Opinion
Education Opinion

Making Democracy Safe For Education

By John I. Goodlad — July 09, 1997 7 min read
  • Save to favorites
  • Print

The common omission of context in our aims for education creates the impression that the bringing of educational opportunities (not defined) to individuals will push back whatever evils are storming the walls. Then, education will take care of human aspirations within, including the creation of a strong and just community or nation. Education transformed into schooling will eliminate poverty, crime, injustice, and urban blight, and ensure jobs and the nation’s security. Nations will become robust because of the excellence of their schools. Consequently, school reform is virtually an ongoing necessity.

This is dangerous thinking that runs counter to history. Healthy nations have healthy schools; schools become healthy as their local and national context becomes healthy. Schools mirror society; they do not drive it. Making schools appear powerfully instrumental, particularly to the individual good, invites their exploitation for private ends. The public purpose of schooling is lost. Education drains from them. Schools cease to serve the common good and, therefore, to be safe havens for education.

A society always should be investing in schools protected from the erosion of their public purpose--that is, the educating of persons committed to a society that nurtures its members. We come to a circuitous path: Virtuous societies sustain education that educates individuals to be virtuous citizens who sustain virtuous societies that... This condition is not simply reciprocity: The grateful citizen gives back to a nurturing society. It is, rather, the ubiquitous meshing of self and context that simultaneously shapes wisdom, altruism, and community and gives rise to descriptive words such as virtue, the word Pericles saw as best describing what was valued in his Athenian democracy.

In focusing intensely on school reform for an unprecedented period of time, we have kept obscured the question of whether our schools are now safe for this education. We confound their purpose with expectations for social engineering--create better jobs--and religious exhortation--provide time for prayer. We propose to divorce them from the federal government that forcefully pushed the civil rights interest of equal access for all of our people when some states and localities were blind to it. Either we have forgotten the public purpose of schooling or have an incredibly benign view of the degree to which we already have a virtuous social democracy. If the latter be so, how did we come to this ideal polity that attends to the good of all? Surely because of our schools, if we give credence to the rhetoric of most of this century.

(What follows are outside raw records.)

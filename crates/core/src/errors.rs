use std::path::PathBuf;

/// Result type alias for codescout operations
pub type Result<T> = std::result::Result<T, Error>;

/// Core error type for codescout operations
#[derive(Debug, thiserror::Error, miette::Diagnostic)]
pub enum Error {
    /// Security validation errors (disallowed subcommands, injection attempts)
    #[error("security validation error: {message}")]
    #[diagnostic(code(codescout::security))]
    Security { message: String },

    /// Command execution errors
    #[error("{}", format_command_error(.command, .args, .message, .exit_code))]
    #[diagnostic(code(codescout::command_execution))]
    CommandExecution {
        command: String,
        args: Vec<String>,
        message: String,
        exit_code: Option<i32>,
    },

    /// Configuration errors
    #[error("configuration error: {message}")]
    #[diagnostic(code(codescout::configuration))]
    Configuration { message: String },

    /// Operation timeout errors
    #[error("operation '{operation}' timed out after {duration:?}")]
    #[diagnostic(code(codescout::timeout))]
    Timeout {
        operation: String,
        duration: std::time::Duration,
    },

    /// File system operations
    #[error("file system {operation} operation failed for '{}': {source}", .path.display())]
    #[diagnostic(code(codescout::file_system))]
    FileSystem {
        path: PathBuf,
        operation: String,
        #[source]
        source: std::io::Error,
    },

    /// JSON serialization/deserialization errors
    #[error("JSON error: {message}")]
    #[diagnostic(code(codescout::json))]
    Json {
        message: String,
        #[source]
        source: serde_json::Error,
    },
}

fn format_command_error(
    command: &str,
    args: &[String],
    message: &str,
    exit_code: &Option<i32>,
) -> String {
    let args_str = args.join(" ");
    match exit_code {
        Some(code) => {
            if args_str.is_empty() {
                format!("command '{command}' failed with exit code {code}: {message}")
            } else {
                format!("command '{command} {args_str}' failed with exit code {code}: {message}")
            }
        }
        None => {
            if args_str.is_empty() {
                format!("command '{command}' failed: {message}")
            } else {
                format!("command '{command} {args_str}' failed: {message}")
            }
        }
    }
}

// Conversion implementations
impl From<std::io::Error> for Error {
    fn from(error: std::io::Error) -> Self {
        Error::FileSystem {
            path: PathBuf::new(),
            operation: "unknown".to_string(),
            source: error,
        }
    }
}

impl From<serde_json::Error> for Error {
    fn from(error: serde_json::Error) -> Self {
        Error::Json {
            message: error.to_string(),
            source: error,
        }
    }
}

impl From<anyhow::Error> for Error {
    fn from(error: anyhow::Error) -> Self {
        Error::Configuration {
            message: format!("An internal error occurred: {error}"),
        }
    }
}

// Helper methods for creating errors with context
impl Error {
    /// Create a security validation error
    #[must_use]
    pub fn security(message: impl Into<String>) -> Self {
        Error::Security {
            message: message.into(),
        }
    }

    /// Create a configuration error
    #[must_use]
    pub fn configuration(message: impl Into<String>) -> Self {
        Error::Configuration {
            message: message.into(),
        }
    }

    /// Create a command execution error
    #[must_use]
    pub fn command_execution(
        command: impl Into<String>,
        args: Vec<String>,
        message: impl Into<String>,
        exit_code: Option<i32>,
    ) -> Self {
        Error::CommandExecution {
            command: command.into(),
            args,
            message: message.into(),
            exit_code,
        }
    }

    /// Create a timeout error
    #[must_use]
    pub fn timeout(operation: impl Into<String>, duration: std::time::Duration) -> Self {
        Error::Timeout {
            operation: operation.into(),
            duration,
        }
    }

    /// Create a file system error with context
    #[must_use]
    pub fn file_system(
        path: impl Into<PathBuf>,
        operation: impl Into<String>,
        source: std::io::Error,
    ) -> Self {
        Error::FileSystem {
            path: path.into(),
            operation: operation.into(),
            source,
        }
    }

    /// Whether this error came from a security validation check
    #[must_use]
    pub fn is_security(&self) -> bool {
        matches!(self, Error::Security { .. })
    }
}

#[cfg(test)]
mod tests {
    use super::*;

    #[test]
    fn test_command_error_formatting() {
        let err = Error::command_execution(
            "gh",
            vec!["search".to_string(), "issues".to_string()],
            "boom",
            Some(1),
        );
        assert_eq!(
            err.to_string(),
            "command 'gh search issues' failed with exit code 1: boom"
        );

        let err = Error::command_execution("npm", vec![], "not found", None);
        assert_eq!(err.to_string(), "command 'npm' failed: not found");
    }

    #[test]
    fn test_security_error_display() {
        let err = Error::security("subcommand 'rm' is not allowed");
        assert!(err.is_security());
        assert_eq!(
            err.to_string(),
            "security validation error: subcommand 'rm' is not allowed"
        );
    }
}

Then why is it imperative that we now dismantle our system of schooling? Because the context of daily life is so educative that schools devoted to public purpose are no longer necessary? We all will acquire wisdom and virtue in the streets and marketplaces through paideia? I think not. Rather, I believe that the sudden shift from politically driven reform to make our schools better to politically driven exhortation to privatize schools of choice is evidence that even the political democracy we have striven so hard to attain is adrift from its moral moorings. Instead of politicians seeking to make democracy safe for education and education the handmaiden of democracy, we have too many heeding the special interests they believe will keep them in office. Is the considerable current public interest in the use of schools for private purposes of such political significance as to stimulate politicians to scuttle the public purpose of schooling? Or are schools serving the public purpose viewed as so formidable an obstacle to the unbridled exercise of power that political leaders seek subtle ways to downsize this role? Either way, or with the two perspectives in tandem, both social and political democracy lose.

Readers may regard the above paragraph as too harsh an indictment of the current state of both our democracy and our political leaders. But when one thinks carefully about the degree to which politicians of all political stripes and offices have used our schools for their own ends and pandered to special interests with the schools as both bait and barter, the sentences begin to appear to be understatements. And then, when one adds media quivering in unison over outrageous claims regarding the schools as cause of every ill in the corpus of our society, a rage rises within. How does one explain away the outcry over the schools when polls of a few years ago ranked Japan as the world’s economic leader for years to come and the dead silence a few years later when the same polls ranked the United States as first at that time and into the future? Benjamin Barber is right on target when he writes that "... society undoes each workday what the school tries to do each school day.”

We know enough to have good schools everywhere. The body of literature on how we--children especially--learn is deep and comprehensive. There is a comparably useful body of knowledge about shaping the context to maximize the probability that the self will mature in ways that are respectful of others. There is a growing literature on caring pedagogy that cultivates this mutuality. Further, we are fortunate in having or having had some seminal initiatives in school improvement, several accompanied by research, that provide useful trails for others to follow. These tell us, for example, a good deal about the conditions necessary to change and about approaches that should not be repeated.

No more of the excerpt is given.